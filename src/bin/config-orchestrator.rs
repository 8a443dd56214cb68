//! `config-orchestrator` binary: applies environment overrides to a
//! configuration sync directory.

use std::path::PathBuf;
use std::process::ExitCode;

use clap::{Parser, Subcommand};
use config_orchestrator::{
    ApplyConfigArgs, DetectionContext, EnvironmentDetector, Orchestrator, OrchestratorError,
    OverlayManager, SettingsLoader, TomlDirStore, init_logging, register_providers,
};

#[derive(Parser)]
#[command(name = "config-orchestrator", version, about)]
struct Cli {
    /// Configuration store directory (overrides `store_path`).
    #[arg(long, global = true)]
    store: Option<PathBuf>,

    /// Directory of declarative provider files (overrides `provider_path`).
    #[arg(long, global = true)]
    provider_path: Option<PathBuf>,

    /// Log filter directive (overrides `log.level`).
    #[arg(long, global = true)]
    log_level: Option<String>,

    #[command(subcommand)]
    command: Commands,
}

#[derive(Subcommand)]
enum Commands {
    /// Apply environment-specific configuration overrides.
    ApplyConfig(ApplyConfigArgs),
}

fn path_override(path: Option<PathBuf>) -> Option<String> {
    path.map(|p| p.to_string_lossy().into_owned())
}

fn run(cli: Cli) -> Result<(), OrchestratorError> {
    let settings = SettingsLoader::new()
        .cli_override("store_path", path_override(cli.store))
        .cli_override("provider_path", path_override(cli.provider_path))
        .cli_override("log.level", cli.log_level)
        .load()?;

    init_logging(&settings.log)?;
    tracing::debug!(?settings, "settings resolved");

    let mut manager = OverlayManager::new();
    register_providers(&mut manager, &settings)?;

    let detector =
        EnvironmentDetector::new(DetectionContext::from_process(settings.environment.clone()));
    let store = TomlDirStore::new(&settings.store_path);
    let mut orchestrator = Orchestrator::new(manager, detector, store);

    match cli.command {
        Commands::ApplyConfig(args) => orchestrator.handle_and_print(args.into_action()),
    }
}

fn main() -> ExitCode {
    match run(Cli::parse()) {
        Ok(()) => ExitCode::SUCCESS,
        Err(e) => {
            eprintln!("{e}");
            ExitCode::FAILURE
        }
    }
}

__________________________________________________

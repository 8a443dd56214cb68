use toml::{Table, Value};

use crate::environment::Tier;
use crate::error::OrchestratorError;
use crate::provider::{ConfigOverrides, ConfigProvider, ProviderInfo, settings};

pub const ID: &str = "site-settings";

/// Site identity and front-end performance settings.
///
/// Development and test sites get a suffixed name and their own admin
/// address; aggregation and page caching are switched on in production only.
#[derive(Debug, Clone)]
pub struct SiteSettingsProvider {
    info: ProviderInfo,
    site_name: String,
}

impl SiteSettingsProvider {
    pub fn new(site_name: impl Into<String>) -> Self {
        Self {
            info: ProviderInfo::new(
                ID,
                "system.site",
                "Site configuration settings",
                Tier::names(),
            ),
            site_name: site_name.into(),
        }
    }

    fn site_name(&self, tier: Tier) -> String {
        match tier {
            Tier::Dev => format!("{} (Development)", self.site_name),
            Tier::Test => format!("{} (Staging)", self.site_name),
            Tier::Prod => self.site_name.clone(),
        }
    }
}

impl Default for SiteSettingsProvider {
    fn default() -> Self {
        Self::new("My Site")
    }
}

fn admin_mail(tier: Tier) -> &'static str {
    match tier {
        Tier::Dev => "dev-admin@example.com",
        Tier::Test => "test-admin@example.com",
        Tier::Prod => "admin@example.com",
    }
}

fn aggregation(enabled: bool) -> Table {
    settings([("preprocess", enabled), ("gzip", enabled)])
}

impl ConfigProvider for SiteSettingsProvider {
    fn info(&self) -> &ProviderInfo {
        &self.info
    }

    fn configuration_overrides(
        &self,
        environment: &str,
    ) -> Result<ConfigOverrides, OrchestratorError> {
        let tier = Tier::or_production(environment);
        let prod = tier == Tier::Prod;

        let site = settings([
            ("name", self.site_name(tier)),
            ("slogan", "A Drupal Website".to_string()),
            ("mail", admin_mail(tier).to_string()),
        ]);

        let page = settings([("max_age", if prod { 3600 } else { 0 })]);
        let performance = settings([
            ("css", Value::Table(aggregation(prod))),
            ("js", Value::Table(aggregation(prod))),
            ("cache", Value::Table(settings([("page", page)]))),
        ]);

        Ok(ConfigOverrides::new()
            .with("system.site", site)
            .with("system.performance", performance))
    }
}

__________________________________________________

:: INSTRUCTIONS FOR THE TASK ::
Filter the records above for lines containing the word "SiteSettingsProvider", and copy those lines.

:: RESULT FOR THIS TASK ::
pub struct SiteSettingsProvider {
impl SiteSettingsProvider {
impl Default for SiteSettingsProvider {
impl ConfigProvider for SiteSettingsProvider {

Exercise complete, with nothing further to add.